Exercise requirements — Lines holding the word "calling" are the ones to copy from the data below.

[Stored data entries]
::::

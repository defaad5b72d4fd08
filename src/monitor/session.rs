//! Everything carried from one frame to the next, in one place.
//!
//! `MonitorSession::process_frame` is the whole per-frame pipeline minus the
//! collaborators: evidence buffer admission, signal extraction, velocity,
//! state machine, and the buffer mode changes the machine asks for.

use chrono::{DateTime, Local, NaiveDate};

use crate::detection::{
    adaptive_threshold, body_anchors, deadband, DetectionConfig, Directive, FallStateMachine,
    FrameInput, SignalError, Transition, VelocityState,
};
use crate::metrics::{DailyMovement, MonitorSnapshot};
use crate::models::{FallEvent, FallStatus, KeypointFrame, RecordingMode, VideoFrame};
use crate::recording::{clip_filename, event_id, EvidenceBuffer, RecordingConfig};
use crate::reporting::{construct_alert, video_reference, DeliveryJob};

const ENABLE_LOGS: bool = true;

use crate::{log_debug, log_info, log_warn};

/// Who and where, stamped into clip names and alerts.
#[derive(Debug, Clone, PartialEq, Eq)]
pub struct SessionIdentity {
    pub patient_name: String,
    pub camera_id: u32,
    pub video_base_url: String,
}

#[derive(Debug, Default)]
pub struct FrameOutcome {
    /// Present when the frame carried a usable pose.
    pub transition: Option<Transition>,
    /// Why the frame did not update some or all signals.
    pub signal_error: Option<SignalError>,
    /// Set when a missing-pose streak flagged an occlusion.
    pub occlusion: Option<FallStatus>,
    /// A capture reached full length on this frame.
    pub completed: Option<DeliveryJob>,
}

pub struct MonitorSession {
    identity: SessionIdentity,
    detection: DetectionConfig,
    machine: FallStateMachine,
    buffer: EvidenceBuffer,
    nose_velocity: VelocityState,
    hip_velocity: VelocityState,
    last_nose_y: Option<f64>,
    last_hip_center_x: Option<f64>,
    alert_threshold_y: f64,
    pending: Option<FallEvent>,
    movement_date: Option<NaiveDate>,
    closed_day: Option<DailyMovement>,
    frames_processed: u64,
    frames_without_pose: u64,
    clips_completed: u64,
}

impl MonitorSession {
    pub fn new(
        identity: SessionIdentity,
        detection: DetectionConfig,
        recording: &RecordingConfig,
    ) -> Self {
        let machine =
            FallStateMachine::new(detection.clone(), recording.recovery_abandons_capture);
        Self {
            identity,
            alert_threshold_y: detection.base_threshold_y,
            detection,
            machine,
            buffer: EvidenceBuffer::new(recording.rolling_capacity, recording.capture_capacity),
            nose_velocity: VelocityState::new(),
            hip_velocity: VelocityState::new(),
            last_nose_y: None,
            last_hip_center_x: None,
            pending: None,
            movement_date: None,
            closed_day: None,
            frames_processed: 0,
            frames_without_pose: 0,
            clips_completed: 0,
        }
    }

    pub fn status(&self) -> FallStatus {
        self.machine.status()
    }

    pub fn recording_mode(&self) -> RecordingMode {
        self.buffer.mode()
    }

    pub fn buffer_len(&self) -> usize {
        self.buffer.len()
    }

    pub fn alert_threshold_y(&self) -> f64 {
        self.alert_threshold_y
    }

    pub fn movement_seconds(&self) -> f64 {
        self.machine.movement_seconds()
    }

    pub fn pending_event(&self) -> Option<&FallEvent> {
        self.pending.as_ref()
    }

    pub fn process_frame(
        &mut self,
        frame: VideoFrame,
        keypoints: Option<&KeypointFrame>,
        wall_clock: DateTime<Local>,
    ) -> FrameOutcome {
        self.frames_processed += 1;
        self.roll_day(wall_clock.date_naive());
        let mut outcome = FrameOutcome {
            completed: self.admit(frame),
            ..FrameOutcome::default()
        };

        let pose = keypoints.map(|k| (k, body_anchors(k)));
        let (keypoints, anchors) = match pose {
            Some((keypoints, Ok(anchors))) => (keypoints, anchors),
            Some((_, Err(err))) => return self.skip_frame(outcome, err),
            None => return self.skip_frame(outcome, SignalError::MissingKeypoints),
        };

        match adaptive_threshold(anchors.torso_height(), &self.detection) {
            Ok(estimate) => self.alert_threshold_y = estimate.alert_threshold_y,
            Err(err) => {
                log_debug!("keeping threshold {:.1}: {err}", self.alert_threshold_y);
                outcome.signal_error = Some(err);
            }
        }

        let nose_y = anchors.nose.y;
        let hip_center_x = anchors.hip_center_x();
        let vertical_velocity = deadband(
            self.nose_velocity.update(nose_y, keypoints.timestamp),
            self.detection.vertical_deadband,
        );
        let horizontal_velocity = deadband(
            self.hip_velocity.update(hip_center_x, keypoints.timestamp),
            self.detection.horizontal_deadband,
        );

        let input = FrameInput {
            nose_y,
            hip_center_x,
            vertical_velocity,
            horizontal_velocity,
            alert_threshold_y: self.alert_threshold_y,
            previous_nose_y: self.last_nose_y,
            previous_hip_center_x: self.last_hip_center_x,
        };
        let transition = self.machine.step(&input);

        for directive in &transition.directives {
            match directive {
                Directive::StartCapture => {
                    self.buffer.start_capture();
                    let event = self.new_event(&wall_clock);
                    log_info!(
                        "fall detected: nose_y={nose_y:.1} threshold={:.1} v={vertical_velocity:.0}px/s, capturing {}",
                        self.alert_threshold_y,
                        event.clip_filename
                    );
                    self.pending = Some(event);
                }
                Directive::AbandonCapture => {
                    if let Some(event) = self.pending.take() {
                        log_info!("recovered before clip {} completed; discarding", event.clip_filename);
                    }
                    self.buffer.abandon();
                }
            }
        }

        if transition.changed() {
            if transition.status.is_alarm() {
                log_warn!("status {} -> {}", transition.previous, transition.status);
            } else {
                log_info!("status {} -> {}", transition.previous, transition.status);
            }
        }

        self.last_nose_y = Some(nose_y);
        self.last_hip_center_x = Some(hip_center_x);
        outcome.transition = Some(transition);
        outcome
    }

    /// Drop any in-flight capture. Used on shutdown.
    pub fn abandon_capture(&mut self) -> Option<FallEvent> {
        self.buffer.abandon();
        self.machine.capture_finished();
        self.pending.take()
    }

    pub fn snapshot(&self, fps: f64, clips_dropped: u64) -> MonitorSnapshot {
        MonitorSnapshot {
            status: self.status(),
            recording_mode: self.buffer.mode(),
            buffer_len: self.buffer.len(),
            buffer_capacity: self.buffer.capacity(),
            fps,
            movement_seconds: self.movement_seconds(),
            movement_date: self.movement_date,
            closed_day: self.closed_day,
            alert_threshold_y: self.alert_threshold_y,
            frames_processed: self.frames_processed,
            frames_without_pose: self.frames_without_pose,
            clips_completed: self.clips_completed,
            clips_dropped,
        }
    }

    /// Close out the movement tally when the local date changes.
    fn roll_day(&mut self, today: NaiveDate) {
        match self.movement_date {
            Some(day) if day != today => {
                let closed = DailyMovement {
                    date: day,
                    movement_seconds: self.machine.movement_seconds(),
                };
                log_info!(
                    "movement for {day}: {:.0}s; starting a new tally for {today}",
                    closed.movement_seconds
                );
                self.closed_day = Some(closed);
                self.machine.reset_movement();
                self.movement_date = Some(today);
            }
            Some(_) => {}
            None => self.movement_date = Some(today),
        }
    }

    /// No usable pose: statuses and velocity history carry forward untouched.
    fn skip_frame(&mut self, mut outcome: FrameOutcome, err: SignalError) -> FrameOutcome {
        self.frames_without_pose += 1;
        outcome.signal_error = Some(err);
        outcome.occlusion = self.machine.observe_missing();
        if let Some(status) = outcome.occlusion {
            log_warn!("pose lost for too long, status now {status}");
        }
        outcome
    }

    fn admit(&mut self, frame: VideoFrame) -> Option<DeliveryJob> {
        let frames = self.buffer.admit(frame)?;
        self.machine.capture_finished();
        self.clips_completed += 1;
        match self.pending.take() {
            Some(event) => {
                log_info!("clip {} complete ({} frames)", event.clip_filename, frames.len());
                Some(DeliveryJob::new(event, frames))
            }
            None => {
                log_warn!("capture finished with no pending event; dropping {} frames", frames.len());
                None
            }
        }
    }

    fn new_event(&self, wall_clock: &DateTime<Local>) -> FallEvent {
        let event_id = event_id(wall_clock);
        let clip_filename =
            clip_filename(&self.identity.patient_name, self.identity.camera_id, wall_clock);
        let reference = video_reference(&self.identity.video_base_url, &clip_filename);
        let alert = construct_alert(self.identity.camera_id, &event_id, &reference);
        FallEvent {
            event_id,
            clip_filename,
            alert,
        }
    }
}
//! Per-module switchable logging macros.
//!
//! The frame loop logs at frame rate, so hot modules gate their output behind
//! a module-level `ENABLE_LOGS` flag instead of relying on `RUST_LOG` alone.
//!
//! ```rust,ignore
//! const ENABLE_LOGS: bool = true;
//!
//! use crate::{log_debug, log_error, log_info, log_warn};
//!
//! log_info!("fall detected at {}", event_id);
//! ```

/// `log::info!` when the calling module's `ENABLE_LOGS` is true.
#[macro_export]
macro_rules! log_info {
    ($($arg:tt)*) => {
        if ENABLE_LOGS {
            log::info!($($arg)*);
        }
    };
}

/// `log::warn!` when the calling module's `ENABLE_LOGS` is true.
#[macro_export]
macro_rules! log_warn {
    ($($arg:tt)*) => {
        if ENABLE_LOGS {
            log::warn!($($arg)*);
        }
    };
}

/// `log::error!` when the calling module's `ENABLE_LOGS` is true.
#[macro_export]
macro_rules! log_error {
    ($($arg:tt)*) => {
        if ENABLE_LOGS {
            log::error!($($arg)*);
        }
    };
}

/// `log::debug!` when the calling module's `ENABLE_LOGS` is true.
///
/// Used for per-frame traces that are too noisy for `info`.
#[macro_export]
macro_rules! log_debug {
    ($($arg:tt)*) => {
        if ENABLE_LOGS {
            log::debug!($($arg)*);
        }
    };
}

::::

Exercise answer —
/// `log::info!` when the calling module's `ENABLE_LOGS` is true.
/// `log::warn!` when the calling module's `ENABLE_LOGS` is true.
/// `log::error!` when the calling module's `ENABLE_LOGS` is true.
/// `log::debug!` when the calling module's `ENABLE_LOGS` is true.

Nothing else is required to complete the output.